Friday, November 7, 2014

Vayeira: Laughing at Absurdity (The Disclosure Meeting)


She read horrific things from the stack of court papers before her, detailing the children's exile from a once normal family life.  Facts flew at us, hitting us in our hearts and making us conflicted, sad and hopeful at the same time.  We were told by Family Builders this is the beginning of the moment where you decide.  Forty-eight hours after the disclosure meeting is the only opportunity to vote: yes, these will be our children; no, I want to keep looking.  Anxiety mounted as the placement social worker's ignorance of the actual children became more apparent.

I asked, "What do they like to do for fun?"  I asked, "Are they religious?"  I asked, "Do they like to be silly?"  I asked "Have they ever been around animals?"  She answered with bureaucratic silence, shuffling through court papers as if the children could manifest themselves from the judge's orders.  Our social worker, silent through most of the meeting, said "That was a great disclosure meeting" as we left the building.  We left wondering the basic question of: who are these children?

How we were supposed to determine if these are our children based upon their parents' legal circumstances?

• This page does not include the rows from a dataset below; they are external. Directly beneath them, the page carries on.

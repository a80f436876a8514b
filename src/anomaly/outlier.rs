// BeerTally - GPL-3.0-or-later
// This file is part of BeerTally.
//
// Copyright (C) 2025 Daniel Freiermuth
//
// BeerTally is free software: you can redistribute it and/or modify
// it under the terms of the GNU General Public License as published by
// the Free Software Foundation, either version 3 of the License, or
// (at your option) any later version.
//
// BeerTally is distributed in the hope that it will be useful,
// but WITHOUT ANY WARRANTY; without even the implied warranty of
// MERCHANTABILITY or FITNESS FOR A PARTICULAR PURPOSE.  See the
// GNU General Public License for more details.
//
// You should have received a copy of the GNU General Public License
// along with BeerTally.  If not, see <https://www.gnu.org/licenses/>.

//! Trend-residual outlier detection.
//!
//! Fits one line over every observation that survived the window flags and
//! marks the points whose residual exceeds `sigma` population standard
//! deviations of all residuals.

use super::{ErrorFlagged, FlaggedObservation};
use crate::core::regression::{elapsed_hours, FitError, LinearFit};
use crate::core::stats::population_std;

/// Default residual threshold in standard deviations
pub const DEFAULT_SIGMA: f64 = 3.0;

// Residual spread below this is a perfect fit; nothing can stand out from it
const MIN_RESIDUAL_STD: f64 = 1e-9;

/// Outcome of the outlier pass
#[derive(Debug, Clone)]
pub struct OutlierPass {
    pub rows: Vec<FlaggedObservation>,
    /// The line fitted over the clean candidates, or why there is none.
    /// When the fit fails no row is marked as an outlier.
    pub fit: Result<LinearFit, FitError>,
    pub residual_std: Option<f64>,
}

impl OutlierPass {
    pub fn outlier_count(&self) -> usize {
        self.rows.iter().filter(|r| r.is_outlier).count()
    }
}

/// Mark trend outliers among the rows without error flags
pub fn flag_outliers(rows: Vec<ErrorFlagged>, sigma: f64) -> OutlierPass {
    let candidates: Vec<usize> = rows
        .iter()
        .enumerate()
        .filter(|(_, row)| !row.has_error())
        .map(|(idx, _)| idx)
        .collect();

    let timestamps: Vec<_> = candidates
        .iter()
        .map(|&idx| rows[idx].observation.timestamp())
        .collect();
    let xs = elapsed_hours(&timestamps);
    let ys: Vec<f64> = candidates
        .iter()
        .map(|&idx| rows[idx].observation.value as f64)
        .collect();

    let mut is_outlier = vec![false; rows.len()];
    let fit = LinearFit::fit(&xs, &ys);
    let mut residual_std = None;

    match &fit {
        Ok(line) => {
            let residuals = line.residuals(&xs, &ys);
            let std = population_std(&residuals).unwrap_or(0.0);
            residual_std = Some(std);

            if std > MIN_RESIDUAL_STD {
                let limit = sigma * std;
                for (&idx, residual) in candidates.iter().zip(&residuals) {
                    is_outlier[idx] = residual.abs() > limit;
                }
            }
        }
        Err(e) => {
            tracing::debug!("Skipping outlier detection: {e}");
        }
    }

    let pass = OutlierPass {
        rows: rows
            .into_iter()
            .zip(is_outlier)
            .map(|(flagged, is_outlier)| FlaggedObservation {
                flagged,
                is_outlier,
            })
            .collect(),
        fit,
        residual_std,
    };

    tracing::debug!(
        "Outlier pass: {} candidates, {} outliers at {sigma} sigma",
        candidates.len(),
        pass.outlier_count()
    );

    pass
}

#[cfg(test)]
mod tests {
    use super::*;
    use crate::anomaly::ErrorClass;
    use crate::parser::line::ChatRecord;
    use crate::parser::message::{ClassifiedRecord, MessageKind, Observation};
    use chrono::{Duration, NaiveDate, NaiveDateTime};

    fn t0() -> NaiveDateTime {
        NaiveDate::from_ymd_opt(2025, 6, 14)
            .and_then(|d| d.and_hms_opt(8, 0, 0))
            .expect("valid timestamp")
    }

    fn row(hour: i64, value: i64, error_low: bool, error_high: bool) -> ErrorFlagged {
        let record = ChatRecord::new(
            t0() + Duration::hours(hour),
            "Alice".to_string(),
            value.to_string(),
            hour as usize + 1,
        );
        ErrorFlagged {
            observation: Observation {
                record: ClassifiedRecord {
                    record,
                    kind: MessageKind::ContainsNumber,
                    counter_value: Some(value),
                    member_delta: 0,
                },
                value,
            },
            error_low,
            error_high,
        }
    }

    fn series(values: &[i64]) -> Vec<ErrorFlagged> {
        values
            .iter()
            .enumerate()
            .map(|(i, &v)| row(i as i64, v, false, false))
            .collect()
    }

    #[test]
    fn test_five_point_scenario() {
        let pass = flag_outliers(series(&[100, 105, 40, 112, 118]), DEFAULT_SIGMA);
        let fit = pass.fit.expect("fit should succeed");
        assert!((fit.slope - 4.3).abs() < 1e-9);

        // With five points no residual can exceed sqrt(4) = 2 population std
        assert_eq!(pass.outlier_count(), 0);

        let pass = flag_outliers(series(&[100, 105, 40, 112, 118]), 1.5);
        let flags: Vec<bool> = pass.rows.iter().map(|r| r.is_outlier).collect();
        assert_eq!(flags, [false, false, true, false, false]);
        assert_eq!(pass.rows[2].error_class(), ErrorClass::Outlier);
    }

    #[test]
    fn test_gross_drop_in_long_series() {
        let mut values: Vec<i64> = (0..20).map(|i| 100 + 5 * i).collect();
        values[10] = 20;
        let pass = flag_outliers(series(&values), DEFAULT_SIGMA);
        let outliers: Vec<usize> = pass
            .rows
            .iter()
            .enumerate()
            .filter(|(_, r)| r.is_outlier)
            .map(|(i, _)| i)
            .collect();
        assert_eq!(outliers, [10]);
    }

    #[test]
    fn test_error_rows_are_never_outliers() {
        let mut rows = series(&[100, 105, 110, 115, 120, 125, 130, 135, 140, 145]);
        rows.push(row(10, 5, true, false));
        rows.push(row(11, 900, false, true));
        let pass = flag_outliers(rows, DEFAULT_SIGMA);

        assert!(!pass.rows[10].is_outlier);
        assert!(!pass.rows[11].is_outlier);
        assert_eq!(pass.rows[10].error_class(), ErrorClass::Low);
        assert_eq!(pass.rows[11].error_class(), ErrorClass::High);
        // The flagged rows did not take part in the fit
        let fit = pass.fit.expect("fit should succeed");
        assert_eq!(fit.points, 10);
        assert!((fit.slope - 5.0).abs() < 1e-9);
    }

    #[test]
    fn test_degenerate_fit_flags_nothing() {
        let pass = flag_outliers(series(&[100]), DEFAULT_SIGMA);
        assert_eq!(pass.fit, Err(FitError::TooFewPoints { found: 1 }));
        assert_eq!(pass.outlier_count(), 0);
        assert_eq!(pass.rows.len(), 1);

        let pass = flag_outliers(vec![row(0, 1, true, false), row(1, 2, false, true)], 3.0);
        assert_eq!(pass.fit, Err(FitError::TooFewPoints { found: 0 }));
        assert_eq!(pass.residual_std, None);
    }

    #[test]
    fn test_perfect_line_has_no_outliers() {
        let values: Vec<i64> = (0..50).map(|i| 7 * i).collect();
        let pass = flag_outliers(series(&values), DEFAULT_SIGMA);
        assert_eq!(pass.outlier_count(), 0);
    }
}
// `BeerTally` - Rebuilds a group's running beer count from a chat export
//
// Copyright (C) 2025 Daniel Freiermuth
//
// This program is free software: you can redistribute it and/or modify
// it under the terms of the GNU General Public License as published by
// the Free Software Foundation, either version 3 of the License, or
// (at your option) any later version.
//
// This program is distributed in the hope that it will be useful,
// but WITHOUT ANY WARRANTY; without even the implied warranty of
// MERCHANTABILITY or FITNESS FOR A PARTICULAR PURPOSE.  See the
// GNU General Public License for more details.
//
// You should have received a copy of the GNU General Public License
// along with this program.  If not, see <https://www.gnu.org/licenses/>.
use anyhow::{bail, Context};
use beertally::config::AnalysisConfig;
use beertally::core::table::write_json;
use beertally::core::{find_latest_export, load_chat_lines, Analysis};
use chrono::NaiveDateTime;
use clap::Parser;
use std::path::PathBuf;
use tracing_subscriber::EnvFilter;

#[derive(Parser, Debug)]
#[command(name = "beertally")]
#[command(author = "BeerTally Team")]
#[command(version = concat!(env!("CARGO_PKG_VERSION"), " (", env!("GIT_HASH"), ")"))]
#[command(about = "Clean a chat tally, flag typos and outliers, and forecast milestones", long_about = None)]
struct Args {
    /// Path to the chat export to analyse
    #[arg(value_name = "FILE", conflicts_with = "dir")]
    file: Option<PathBuf>,

    /// Analyse the most recently modified export in this directory instead
    #[arg(long, value_name = "DIR")]
    dir: Option<PathBuf>,

    /// Config file to use instead of the one in the user config directory
    #[arg(long, value_name = "CONFIG")]
    config: Option<PathBuf>,

    /// Long-term goal to forecast
    #[arg(long)]
    target: Option<i64>,

    /// Leave a message out of the trend fit (repeatable), e.g. 2025-06-14T17:43:00
    #[arg(long = "exclude", value_name = "TIMESTAMP", value_parser = parse_timestamp)]
    exclusions: Vec<NaiveDateTime>,

    /// Write the forecast text here instead of stdout
    #[arg(long, value_name = "REPORT_FILE")]
    report: Option<PathBuf>,

    /// Write the cleaned table as JSON
    #[arg(long, value_name = "TABLE_FILE")]
    table: Option<PathBuf>,

    /// Write the effective config and exit
    #[arg(long)]
    init_config: bool,
}

fn parse_timestamp(s: &str) -> Result<NaiveDateTime, String> {
    ["%Y-%m-%dT%H:%M:%S", "%Y-%m-%d %H:%M:%S", "%Y-%m-%dT%H:%M", "%Y-%m-%d %H:%M"]
        .iter()
        .find_map(|fmt| NaiveDateTime::parse_from_str(s, fmt).ok())
        .ok_or_else(|| format!("expected YYYY-MM-DDTHH:MM[:SS], got {s:?}"))
}

fn main() -> anyhow::Result<()> {
    // Set RUST_LOG environment variable to override (e.g., RUST_LOG=debug)
    let filter = EnvFilter::try_from_default_env().unwrap_or_else(|_| EnvFilter::new("info"));
    tracing_subscriber::fmt()
        .with_env_filter(filter)
        .with_writer(std::io::stderr)
        .init();

    tracing::info!(
        "BeerTally starting up (version {}, {})",
        env!("CARGO_PKG_VERSION"),
        env!("GIT_HASH")
    );

    let args = Args::parse();

    let mut config = match &args.config {
        Some(path) if args.init_config && !path.exists() => AnalysisConfig::default(),
        Some(path) => AnalysisConfig::load_from(path)?,
        None => AnalysisConfig::load()?,
    };
    if let Some(target) = args.target {
        config.target = target;
    }
    config.exclusions.extend(args.exclusions.iter().copied());

    if args.init_config {
        let path = args
            .config
            .clone()
            .or_else(AnalysisConfig::config_path)
            .context("Could not determine config directory")?;
        return config.save_to(&path);
    }

    let source = match (&args.file, &args.dir) {
        (Some(file), _) => file.clone(),
        (None, Some(dir)) => find_latest_export(dir, &config.export_prefix)?,
        (None, None) => bail!("Pass a chat export FILE or --dir <DIR>"),
    };

    let lines = load_chat_lines(&source)?;
    let analysis = Analysis::run(&lines, config);

    if let Some(path) = &args.table {
        write_json(path, &analysis.table())?;
    }

    let generated_on = chrono::Local::now().naive_local();
    let report = analysis
        .report(&source.display().to_string(), generated_on)
        .with_context(|| format!("Cannot forecast from {}", source.display()))?;

    match &args.report {
        Some(path) => {
            std::fs::write(path, report.to_string())
                .with_context(|| format!("Failed to write report to {}", path.display()))?;
            tracing::info!("Saved forecast to {}", path.display());
        }
        None => print!("{report}"),
    }

    Ok(())
}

When Sarah was told she would give birth at ninety she laughed.  What a ridiculous thought that she could conceive after all these years of barrenness!  What a beautiful idea!  When she gave birth a year later she named Isaac after her laughter.  From Isaac's birth terrible things happened (Hagar and Ishmael were banished into a desert, Abraham tries to sacrifice Isaac), but beautiful things too (a new Abrahamic nation, a trust in G!d so profound).  Called forth from a moment of desperately wished-for absurdity, life, laughter, sorrow, and joy resounds throughout our history.

If I'm being honest, our absurdity began before that non-informative meeting.  The entire concept that you can "pick" your child is absurd.  Biological parents wait desperately to discover who their child will be.  Sure, they have a hand in shaping the person-to-be, but they are not the arbiters of their children's existence.  Our hand in shaping our children will still be strong, no matter the age or child we receive.

The pressure placed on this meeting was also absurd.  How could one hour-and-a-half meeting determine our family's future?  What a ridiculous thought that we could decide in a few hours, after all these months of preparation!  What a beautiful idea that these children will be ours!

We met with my mom, MK, after the meeting and shared our frustration and dissatisfaction.  Being the wonderful mom she is, she later talked to a friend that runs another adoption agency and she then gave me his number.  We called him and he shared with us the adoption secret: this is not the only veto point.  We can say no after we meet the girls and they're not right for us.  We felt so much better after this phone call.

What a blessing it is to have been able to have that phone call.  What a blessing it is to be able to have my moms care for me so much.  MK jokes that when she met me, as a teenager, I was already "cooked," that there wasn't much else she could do to mold me.  Yet, she's the reason I want to adopt older children.  She molded me so much, more than she could ever know, to become the person I am today.  I am so grateful to have her as my mom, to have her watch out for me and call her friends to get adoption advice when I don't know what to do.  I do not know who I would be without her, but I know it would be for the worse - much worse - if she wasn't in my life.

I want to be that parent to my children.  I want to help shape them to be the best they can be.  My anxiety about this process is displaced by my trust that I can be that parent, that despite the delusion that you can choose your children they will be whomever they will be, and the fact that I am so well supported and loved by my family and friends that I know I can tackle anything.

We're leaning toward "yes," but here's the caveat: we can't tell you much about these children.  I know you have all sorts of really good questions - some of which we might even have answers to - but by law we can't disclose that information, and some of it is our children's to disclose.  So, in advance, thank you for your love and support and please let us take the lead with bringing up the topic and disclosing information.

If we say yes, the next step is meeting the children and answering our most pressing question: who are you?  We'll meet them with the foster parents and social workers, and we'll get to ask the foster parents all sorts of important questions about the children's identity and behaviors.  From what I understand from last night's conversation, THIS is the real veto point.

If we say yes, it might lead us to a really hard "no," these are not our children.  OR, we might be taking the first steps to acquiring our kids.  What a beautiful and absurd idea!